> _TASK DETAILS_
Would you reproduce, without any alteration, the lines from the opening line of the entries through the line that has "live recognition stream." in it?

> _DATA_
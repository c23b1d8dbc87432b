use crate::audio::AudioChunk;
use crate::error::RelayError;
use tokio::sync::mpsc;
use tracing::debug;

/// Parameters sent with every open-stream request
#[derive(Debug, Clone)]
pub struct RecognizerConfig {
    pub encoding: String,
    pub sample_rate_hertz: u32,
    pub language_code: String,
    pub interim_results: bool,
    /// Hard per-connection duration cap the service enforces
    pub streaming_limit_ms: u64,
}

impl Default for RecognizerConfig {
    fn default() -> Self {
        Self {
            encoding: "LINEAR16".to_string(),
            sample_rate_hertz: 16000,
            language_code: "pt-BR".to_string(),
            interim_results: true,
            streaming_limit_ms: 290_000,
        }
    }
}

/// One transcript result from the service, on the session's own clock
/// (starting at zero when the session opens).
#[derive(Debug, Clone, PartialEq, Eq)]
pub struct RecognitionResult {
    pub result_end_ms: u64,
    pub transcript: String,
    pub is_final: bool,
}

/// Event delivered on a session's event channel.
///
/// Results arrive in non-decreasing `result_end_ms` order within one session;
/// no ordering is guaranteed across a restart boundary without the continuity
/// manager's timeline correction.
#[derive(Debug)]
pub enum SessionEvent {
    Result(RecognitionResult),
    /// The session is dead once this fires
    Error(RelayError),
}

/// Opens bounded-duration streaming connections to the recognition service.
///
/// The continuity manager opens a fresh session at stream start and at every
/// restart boundary; an implementation never retries a failed session itself.
#[async_trait::async_trait]
pub trait RecognizerService: Send + Sync {
    async fn open(
        &self,
        config: &RecognizerConfig,
        index: u64,
    ) -> Result<RecognitionSession, RelayError>;
}

/// Handle to one live recognition stream.
pub struct RecognitionSession {
    /// Restart index: 0 for the first session, incremented per restart
    index: u64,
    audio_tx: Option<mpsc::UnboundedSender<AudioChunk>>,
    events: mpsc::Receiver<SessionEvent>,
}

impl RecognitionSession {
    pub fn new(
        index: u64,
        audio_tx: mpsc::UnboundedSender<AudioChunk>,
        events: mpsc::Receiver<SessionEvent>,
    ) -> Self {
        Self {
            index,
            audio_tx: Some(audio_tx),
            events,
        }
    }

    pub fn index(&self) -> u64 {
        self.index
    }

    pub fn is_open(&self) -> bool {
        self.audio_tx.is_some()
    }

    /// Forward one audio chunk into the stream.
    ///
    /// Never fails: a write against a closed or mid-teardown session is a
    /// silent no-op, so callers racing a restart need no special casing.
    pub fn write(&self, chunk: AudioChunk) {
        if let Some(tx) = &self.audio_tx {
            if tx.send(chunk).is_err() {
                debug!(index = self.index, "Dropped write to dead session");
            }
        } else {
            debug!(index = self.index, "Dropped write to closed session");
        }
    }

    /// Signal end-of-audio and release the stream. Idempotent.
    pub fn close(&mut self) {
        if self.audio_tx.take().is_some() {
            debug!(index = self.index, "Session closed");
        }
    }

    /// Receive the next event from the service.
    ///
    /// Returns `None` once the service side has shut the stream down and all
    /// pending events were drained.
    pub async fn next_event(&mut self) -> Option<SessionEvent> {
        self.events.recv().await
    }
}
// Integration tests for the WAV file capture backend.

use anyhow::Result;
use tempfile::TempDir;
use transcript_relay::{AudioCapture, CaptureConfig, FileCapture};

fn write_fixture(dir: &TempDir, name: &str, sample_rate: u32, channels: u16, samples: usize) -> std::path::PathBuf {
    let path = dir.path().join(name);
    let spec = hound::WavSpec {
        channels,
        sample_rate,
        bits_per_sample: 16,
        sample_format: hound::SampleFormat::Int,
    };
    let mut writer = hound::WavWriter::create(&path, spec).unwrap();
    for i in 0..samples {
        writer.write_sample((i % 100) as i16).unwrap();
    }
    writer.finalize().unwrap();
    path
}

#[tokio::test]
async fn test_file_capture_chunks_whole_file() -> Result<()> {
    let dir = TempDir::new()?;
    // 3.25 chunks worth of audio at 16kHz / 100ms chunks
    let path = write_fixture(&dir, "fixture.wav", 16000, 1, 1600 * 3 + 400);

    let mut capture = FileCapture::new(&path, CaptureConfig::default()).without_pacing();
    let mut rx = capture.start().await?;

    let mut chunks = Vec::new();
    while let Some(chunk) = rx.recv().await {
        chunks.push(chunk);
    }

    assert_eq!(chunks.len(), 4);
    // Full chunks are 1600 samples = 3200 bytes; the tail is shorter
    assert_eq!(chunks[0].len(), 3200);
    assert_eq!(chunks[3].len(), 800);
    assert!(!capture.is_capturing());

    Ok(())
}

#[tokio::test]
async fn test_file_capture_rejects_format_mismatch() -> Result<()> {
    let dir = TempDir::new()?;
    let path = write_fixture(&dir, "bad.wav", 44100, 2, 1000);

    let mut capture = FileCapture::new(&path, CaptureConfig::default());
    let err = capture.start().await.expect_err("format mismatch accepted");
    assert!(err.to_string().contains("WAV format mismatch"));

    Ok(())
}

#[tokio::test]
async fn test_file_capture_missing_file_errors() {
    let mut capture = FileCapture::new("/nonexistent/audio.wav", CaptureConfig::default());
    assert!(capture.start().await.is_err());
}

#[tokio::test]
async fn test_file_capture_stop_midway() -> Result<()> {
    let dir = TempDir::new()?;
    let path = write_fixture(&dir, "long.wav", 16000, 1, 1600 * 50);

    // Real-time pacing: 50 chunks would take 5 seconds; stop after the first
    let mut capture = FileCapture::new(&path, CaptureConfig::default());
    let mut rx = capture.start().await?;

    let first = rx.recv().await.expect("no chunk delivered");
    assert_eq!(first.len(), 3200);

    capture.stop().await?;
    assert!(!capture.is_capturing());

    // Channel drains whatever was in flight, then closes
    while rx.recv().await.is_some() {}

    Ok(())
}
use anyhow::{Context, Result};
use hound::WavReader;
use std::path::{Path, PathBuf};
use std::sync::atomic::{AtomicBool, Ordering};
use std::sync::Arc;
use std::time::Duration;
use tokio::sync::mpsc;
use tokio::task::JoinHandle;
use tracing::{info, warn};

use super::source::{AudioCapture, AudioChunk, CaptureConfig};

/// WAV file played back as a live capture stream.
///
/// Chunks are delivered at their real-time pace so the continuity manager sees
/// the same timing it would from a microphone. The channel closes when the
/// file is exhausted.
pub struct FileCapture {
    path: PathBuf,
    config: CaptureConfig,
    /// When false, chunks are delivered as fast as the channel accepts them
    /// (tests exercise long timelines this way)
    realtime: bool,
    capturing: Arc<AtomicBool>,
    task: Option<JoinHandle<()>>,
}

impl FileCapture {
    pub fn new(path: impl AsRef<Path>, config: CaptureConfig) -> Self {
        Self {
            path: path.as_ref().to_path_buf(),
            config,
            realtime: true,
            capturing: Arc::new(AtomicBool::new(false)),
            task: None,
        }
    }

    pub fn without_pacing(mut self) -> Self {
        self.realtime = false;
        self
    }

    fn load_samples(&self) -> Result<Vec<i16>> {
        let reader = WavReader::open(&self.path)
            .with_context(|| format!("Failed to open WAV file: {}", self.path.display()))?;

        let spec = reader.spec();
        if spec.sample_rate != self.config.sample_rate || spec.channels != self.config.channels {
            anyhow::bail!(
                "WAV format mismatch: expected {}Hz {}ch, got {}Hz {}ch",
                self.config.sample_rate,
                self.config.channels,
                spec.sample_rate,
                spec.channels
            );
        }

        let samples: Vec<i16> = reader
            .into_samples::<i16>()
            .collect::<Result<Vec<_>, _>>()
            .context("Failed to read audio samples")?;

        info!(
            "Audio file loaded: {:.1}s, {}Hz, {} channels, {} samples",
            samples.len() as f64 / (spec.sample_rate as f64 * spec.channels as f64),
            spec.sample_rate,
            spec.channels,
            samples.len()
        );

        Ok(samples)
    }
}

#[async_trait::async_trait]
impl AudioCapture for FileCapture {
    async fn start(&mut self) -> Result<mpsc::Receiver<AudioChunk>> {
        let samples = self.load_samples()?;

        let (tx, rx) = mpsc::channel(64);
        let chunk_samples = self.config.chunk_samples();
        let chunk_ms = self.config.chunk_ms;
        let realtime = self.realtime;
        let capturing = Arc::clone(&self.capturing);
        capturing.store(true, Ordering::SeqCst);

        let task = tokio::spawn(async move {
            let mut ticker = tokio::time::interval(Duration::from_millis(chunk_ms));

            for window in samples.chunks(chunk_samples) {
                if !capturing.load(Ordering::SeqCst) {
                    break;
                }
                if realtime {
                    ticker.tick().await;
                }
                if tx.send(AudioChunk::from_samples(window)).await.is_err() {
                    warn!("File capture receiver dropped; stopping playback");
                    break;
                }
            }

            capturing.store(false, Ordering::SeqCst);
            info!("File capture finished");
        });

        self.task = Some(task);
        Ok(rx)
    }

    async fn stop(&mut self) -> Result<()> {
        self.capturing.store(false, Ordering::SeqCst);
        if let Some(task) = self.task.take() {
            let _ = task.await;
        }
        Ok(())
    }

    fn is_capturing(&self) -> bool {
        self.capturing.load(Ordering::SeqCst)
    }

    fn name(&self) -> &str {
        "file"
    }
}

> _RESPONSE_
repository c23b1d8dbc87432b
use crate::audio::AudioChunk;
use crate::error::RelayError;
use tokio::sync::mpsc;
use tracing::debug;

/// Parameters sent with every open-stream request
#[derive(Debug, Clone)]
pub struct RecognizerConfig {
    pub encoding: String,
    pub sample_rate_hertz: u32,
    pub language_code: String,
    pub interim_results: bool,
    /// Hard per-connection duration cap the service enforces
    pub streaming_limit_ms: u64,
}

impl Default for RecognizerConfig {
    fn default() -> Self {
        Self {
            encoding: "LINEAR16".to_string(),
            sample_rate_hertz: 16000,
            language_code: "pt-BR".to_string(),
            interim_results: true,
            streaming_limit_ms: 290_000,
        }
    }
}

/// One transcript result from the service, on the session's own clock
/// (starting at zero when the session opens).
#[derive(Debug, Clone, PartialEq, Eq)]
pub struct RecognitionResult {
    pub result_end_ms: u64,
    pub transcript: String,
    pub is_final: bool,
}

/// Event delivered on a session's event channel.
///
/// Results arrive in non-decreasing `result_end_ms` order within one session;
/// no ordering is guaranteed across a restart boundary without the continuity
/// manager's timeline correction.
#[derive(Debug)]
pub enum SessionEvent {
    Result(RecognitionResult),
    /// The session is dead once this fires
    Error(RelayError),
}

/// Opens bounded-duration streaming connections to the recognition service.
///
/// The continuity manager opens a fresh session at stream start and at every
/// restart boundary; an implementation never retries a failed session itself.
#[async_trait::async_trait]
pub trait RecognizerService: Send + Sync {
    async fn open(
        &self,
        config: &RecognizerConfig,
        index: u64,
    ) -> Result<RecognitionSession, RelayError>;
}

/// Handle to one live recognition stream.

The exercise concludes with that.